The purchase is part of Luxembourg's push to meet its commitment to spend at least 2% of its GDP on defence. Luxembourg and all other NATO members agreed the target in 2014, but the Grand Duchy has set a target of just 1% by 2028 - or close to €1 billion - in the wake of Russia's deadly invasion of Ukraine in February. The previous target stood at just 0.7% by 2024.

Bausch said in March that the NATO demand is "unrealistic and unachievable", adding that the Luxembourg defence budget has increased significantly since 2013 and that by 2024, an additional €382 million will have been spent over the course of the previous decade. 

As part of the spending spree, Luxembourg acquired an A400M military transport aircraft for €200m, which will ultimately cost taxpayers €420m to run over 35 years. The aircraft was deployed during the fall of Kabul when it airlifted gear back to Europe.
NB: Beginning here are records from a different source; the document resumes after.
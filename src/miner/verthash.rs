// src/miner/verthash.rs
//! VerthashMiner driver
//!
//! Ties config synthesis and output interpretation to one miner binary
//! and one data directory. Files used inside the data directory:
//! - `verthash-miner-tmpl.conf`: template dumped by `--gen-conf`
//! - `verthash-miner.conf`: final config passed with `--conf`
//! - `verthash-miner-tmp.conf`: throwaway dump used to count GPUs
//! - `verthash.dat`: verthash data file referenced by the final config

use crate::miner::runner::{BinaryRunner, ExitOutcome};
use crate::miner::{BinaryArguments, MinerImpl};
use crate::stats::{HashRateTable, OutputInterpreter};
use crate::template::{self, remove_stale};
use crate::types::DeviceInfo;
use crate::utils::error::MinerError;
use crossbeam_channel::Receiver;
use std::fs::File;
use std::io::BufReader;
use std::path::{Path, PathBuf};
use std::sync::Arc;
use std::thread::JoinHandle;

/// Template dumped by the miner
pub const TEMPLATE_CONFIG_FILE: &str = "verthash-miner-tmpl.conf";
/// Final config the miner runs with
pub const CONFIG_FILE: &str = "verthash-miner.conf";
/// Throwaway template used for GPU detection
pub const PROBE_CONFIG_FILE: &str = "verthash-miner-tmp.conf";
/// Verthash data file
pub const DATA_FILE: &str = "verthash.dat";

/// Driver for the VerthashMiner binary
pub struct VerthashMiner<R: BinaryRunner> {
    /// Runs the miner binary
    runner: R,
    /// Directory holding configs and the data file
    data_dir: PathBuf,
    /// Feeds the shared hashrate table
    interpreter: OutputInterpreter,
}

impl<R: BinaryRunner> VerthashMiner<R> {
    /// Creates a driver
    ///
    /// # Arguments
    /// * `runner` - Runner for the miner binary
    /// * `data_dir` - Directory for config files and `verthash.dat`
    /// * `debug` - Echo every miner output line to the debug log
    pub fn new(runner: R, data_dir: impl Into<PathBuf>, debug: bool) -> Self {
        VerthashMiner {
            runner,
            data_dir: data_dir.into(),
            interpreter: OutputInterpreter::new(Arc::new(HashRateTable::new()), debug),
        }
    }

    /// Path of the template dumped by the miner
    pub fn template_path(&self) -> PathBuf {
        self.data_dir.join(TEMPLATE_CONFIG_FILE)
    }

    /// Path of the final config
    pub fn config_path(&self) -> PathBuf {
        self.data_dir.join(CONFIG_FILE)
    }

    /// Path of the verthash data file
    pub fn data_file_path(&self) -> PathBuf {
        self.data_dir.join(DATA_FILE)
    }

    /// Shared hashrate table, for readers on other threads
    pub fn table(&self) -> Arc<HashRateTable> {
        self.interpreter.table().clone()
    }

    /// Mutable access to the runner, e.g. to launch the configured miner
    pub fn runner_mut(&mut self) -> &mut R {
        &mut self.runner
    }

    /// Feeds every line from `lines` to the interpreter on a new thread
    ///
    /// The thread ends once all senders of `lines` are dropped.
    pub fn spawn_output_listener(&self, lines: Receiver<String>) -> JoinHandle<()> {
        let interpreter = self.interpreter.clone();

        std::thread::spawn(move || {
            for line in lines {
                interpreter.parse_output(&line);
            }
        })
    }

    /// Has the miner dump its default config to `path`
    fn dump_template(&mut self, path: &Path) -> Result<ExitOutcome, MinerError> {
        remove_stale(path);
        self.runner
            .launch(&gen_conf_args(path), false)?;
        self.runner.wait()
    }

    fn count_gpus(&mut self, path: &Path) -> Result<usize, MinerError> {
        let outcome = self.dump_template(path)?;
        if !outcome.success() {
            return Err(MinerError::ConfigGenerationError(outcome.exit_code()));
        }

        let input = File::open(path).map_err(|source| MinerError::TemplateError {
            path: path.to_path_buf(),
            source,
        })?;
        let count = template::count_device_declarations(BufReader::new(input));
        remove_stale(path);

        count.map_err(|source| MinerError::TemplateError {
            path: path.to_path_buf(),
            source,
        })
    }
}

impl<R: BinaryRunner> MinerImpl for VerthashMiner<R> {
    fn configure(&mut self, args: &BinaryArguments) -> Result<(), MinerError> {
        let template_path = self.template_path();
        let outcome = self.dump_template(&template_path)?;
        if !outcome.success() {
            return Err(MinerError::ConfigGenerationError(outcome.exit_code()));
        }

        let config_path = self.config_path();
        template::synthesize_config(&template_path, &config_path, args, &self.data_file_path())?;
        log::info!("Wrote miner config to {}", config_path.display());
        Ok(())
    }

    fn parse_output(&self, line: &str) {
        self.interpreter.parse_output(line);
    }

    fn hash_rate(&self) -> u64 {
        self.interpreter.table().hash_rate()
    }

    fn construct_command_line_args(&self, _args: &BinaryArguments) -> Vec<String> {
        vec![
            "--conf".to_string(),
            self.config_path().display().to_string(),
        ]
    }

    fn available_gpus(&mut self) -> u8 {
        log::debug!("AvailableGPUs called");
        let probe_path = self.data_dir.join(PROBE_CONFIG_FILE);

        match self.count_gpus(&probe_path) {
            Ok(count) => u8::try_from(count).unwrap_or(u8::MAX),
            Err(e) => {
                log::error!("GPU detection failed: {}", e);
                0
            }
        }
    }

    fn devices(&self) -> Vec<DeviceInfo> {
        self.interpreter.table().devices()
    }
}

fn gen_conf_args(path: &Path) -> Vec<String> {
    vec!["--gen-conf".to_string(), path.display().to_string()]
}
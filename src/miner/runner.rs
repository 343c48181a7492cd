// src/miner/runner.rs
//! Miner binary invocation
//!
//! [`BinaryRunner`] is the seam between the driver and the child process.
//! [`ProcessRunner`] implements it on top of `std::process`, forwarding
//! stdout line by line through a channel while the process runs. The
//! miner's stderr is logged at debug level.

use crate::utils::error::MinerError;
use crossbeam_channel::Sender;
use std::io::{BufRead, BufReader, Read};
use std::path::PathBuf;
use std::process::{Child, Command, Stdio};
use std::thread::JoinHandle;

/// How a finished miner process exited
#[derive(Debug, Clone, Copy, PartialEq, Eq)]
pub struct ExitOutcome {
    /// Exit code, `None` if the process was terminated by a signal
    pub code: Option<i32>,
}

impl ExitOutcome {
    /// Whether the process exited with code 0
    pub fn success(&self) -> bool {
        self.code == Some(0)
    }

    /// Exit code for error reporting, `-1` when killed by a signal
    pub fn exit_code(&self) -> i32 {
        self.code.unwrap_or(-1)
    }
}

/// Launches the miner binary and waits for it
///
/// One process at a time: `wait` refers to the most recent `launch`.
pub trait BinaryRunner: Send {
    /// Starts the binary with `args`
    ///
    /// With `forward_output` set, each stdout line is delivered to the
    /// runner's output sink in the order it was printed.
    fn launch(&mut self, args: &[String], forward_output: bool) -> Result<(), MinerError>;

    /// Blocks until the launched process exits
    ///
    /// No timeout: a hung process blocks the caller.
    fn wait(&mut self) -> Result<ExitOutcome, MinerError>;
}

/// [`BinaryRunner`] backed by a real child process
pub struct ProcessRunner {
    /// Path to the miner executable
    binary: PathBuf,
    /// Receives stdout lines of launches with `forward_output`
    output: Option<Sender<String>>,
    child: Option<Child>,
    readers: Vec<JoinHandle<()>>,
}

impl ProcessRunner {
    /// Creates a runner for the executable at `binary`
    pub fn new(binary: impl Into<PathBuf>) -> Self {
        ProcessRunner {
            binary: binary.into(),
            output: None,
            child: None,
            readers: Vec::new(),
        }
    }

    /// Sets the channel that receives forwarded stdout lines
    pub fn with_output(mut self, output: Sender<String>) -> Self {
        self.output = Some(output);
        self
    }

    /// Drops the output sink so listeners see the channel disconnect
    /// once the current process's reader finishes
    pub fn close_output(&mut self) {
        self.output = None;
    }

    /// Kills the running process, if any
    ///
    /// The process still has to be reaped with [`BinaryRunner::wait`].
    pub fn kill(&mut self) -> Result<(), MinerError> {
        if let Some(child) = self.child.as_mut() {
            child
                .kill()
                .map_err(|e| MinerError::ProcessError(format!("Failed to kill miner: {}", e)))?;
        }
        Ok(())
    }
}

impl BinaryRunner for ProcessRunner {
    fn launch(&mut self, args: &[String], forward_output: bool) -> Result<(), MinerError> {
        log::debug!("Launching {} {:?}", self.binary.display(), args);

        let sink = self.output.clone().filter(|_| forward_output);
        let stdout = if sink.is_some() {
            Stdio::piped()
        } else {
            Stdio::null()
        };

        let mut child = Command::new(&self.binary)
            .args(args)
            .stdin(Stdio::null())
            .stdout(stdout)
            .stderr(Stdio::piped())
            .spawn()
            .map_err(|e| {
                MinerError::ProcessError(format!(
                    "Failed to launch {}: {}",
                    self.binary.display(),
                    e
                ))
            })?;

        if let (Some(sink), Some(stdout)) = (sink, child.stdout.take()) {
            self.readers.push(std::thread::spawn(move || {
                // Keep draining after the receiver goes away so the miner
                // never writes into a closed pipe
                let mut forwarding = true;
                read_lines(stdout, |line| {
                    if forwarding && sink.send(line).is_err() {
                        forwarding = false;
                    }
                });
            }));
        }
        if let Some(stderr) = child.stderr.take() {
            self.readers.push(std::thread::spawn(move || {
                read_lines(stderr, |line| log::debug!("miner stderr: {}", line));
            }));
        }

        self.child = Some(child);
        Ok(())
    }

    fn wait(&mut self) -> Result<ExitOutcome, MinerError> {
        let mut child = self
            .child
            .take()
            .ok_or_else(|| MinerError::ProcessError("No miner process launched".into()))?;

        let status = child
            .wait()
            .map_err(|e| MinerError::ProcessError(format!("Failed to wait for miner: {}", e)))?;

        for reader in self.readers.drain(..) {
            if reader.join().is_err() {
                log::error!("Miner output reader panicked");
            }
        }

        Ok(ExitOutcome {
            code: status.code(),
        })
    }
}

impl Drop for ProcessRunner {
    fn drop(&mut self) {
        if self.child.is_some() {
            if let Err(e) = self.kill().and_then(|_| self.wait()) {
                log::warn!("Failed to stop miner: {}", e);
            }
        }
    }
}

/// Calls `on_line` for every line of `input` until EOF
///
/// Line endings (`\n` or `\r\n`) are stripped and invalid UTF-8 is
/// replaced, so odd bytes never end the stream.
fn read_lines<R: Read>(input: R, mut on_line: impl FnMut(String)) {
    let mut reader = BufReader::new(input);
    let mut buf = Vec::new();
    loop {
        buf.clear();
        match reader.read_until(b'\n', &mut buf) {
            Ok(0) => break,
            Ok(_) => {
                if buf.ends_with(b"\n") {
                    buf.pop();
                    if buf.ends_with(b"\r") {
                        buf.pop();
                    }
                }
                on_line(String::from_utf8_lossy(&buf).into_owned());
            }
            Err(e) if e.kind() == std::io::ErrorKind::Interrupted => continue,
            Err(e) => {
                log::warn!("Stopped reading miner output: {}", e);
                break;
            }
        }
    }
}
// src/stats/format.rs
//! Hashrate display formatting

/// Unit labels in ascending magnitude, each 1000x the previous
const UNITS: [&str; 5] = ["H/s", "kH/s", "MH/s", "GH/s", "TH/s"];

/// Formats a hashes/second value for display
///
/// Steps up one unit per factor of 1000 while the value exceeds 1000,
/// never past TH/s, and prints two decimals.
///
/// ```
/// use verthash_driver_rs::stats::format_hash_rate;
/// assert_eq!(format_hash_rate(1500), "1.50 kH/s");
/// ```
pub fn format_hash_rate(hash_rate: u64) -> String {
    let mut value = hash_rate as f64;
    let mut unit = 0;

    while value > 1000.0 && unit < UNITS.len() - 1 {
        value /= 1000.0;
        unit += 1;
    }

    format!("{:.2} {}", value, UNITS[unit])
}

#[cfg(test)]
mod tests {
    use super::*;

    #[test]
    fn test_format_plain_hashes() {
        assert_eq!(format_hash_rate(0), "0.00 H/s");
        assert_eq!(format_hash_rate(999), "999.00 H/s");
    }

    #[test]
    fn test_format_scaled_units() {
        assert_eq!(format_hash_rate(1500), "1.50 kH/s");
        assert_eq!(format_hash_rate(2_500_000), "2.50 MH/s");
        assert_eq!(format_hash_rate(3_250_000_000), "3.25 GH/s");
    }

    #[test]
    fn test_format_boundary_stays_in_lower_unit() {
        // Exactly 1000 does not exceed the threshold
        assert_eq!(format_hash_rate(1000), "1000.00 H/s");
    }

    #[test]
    fn test_format_caps_at_terahash() {
        assert_eq!(format_hash_rate(5_000_000_000_000_000), "5000.00 TH/s");
    }
}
Despite this, Luxembourg continues to rank at the bottom of the table when it comes to spending on defence, relative to the size of the economy. The country trailed only the Republic of Ireland - which is not a NATO member - in 2019 for the lowest expenditure compared to GDP. 

The 0.4% of GDP spent by Luxembourg on defence in 2019 was just one-third of the EU average, the bloc's official statistics agency Eurostat said last year.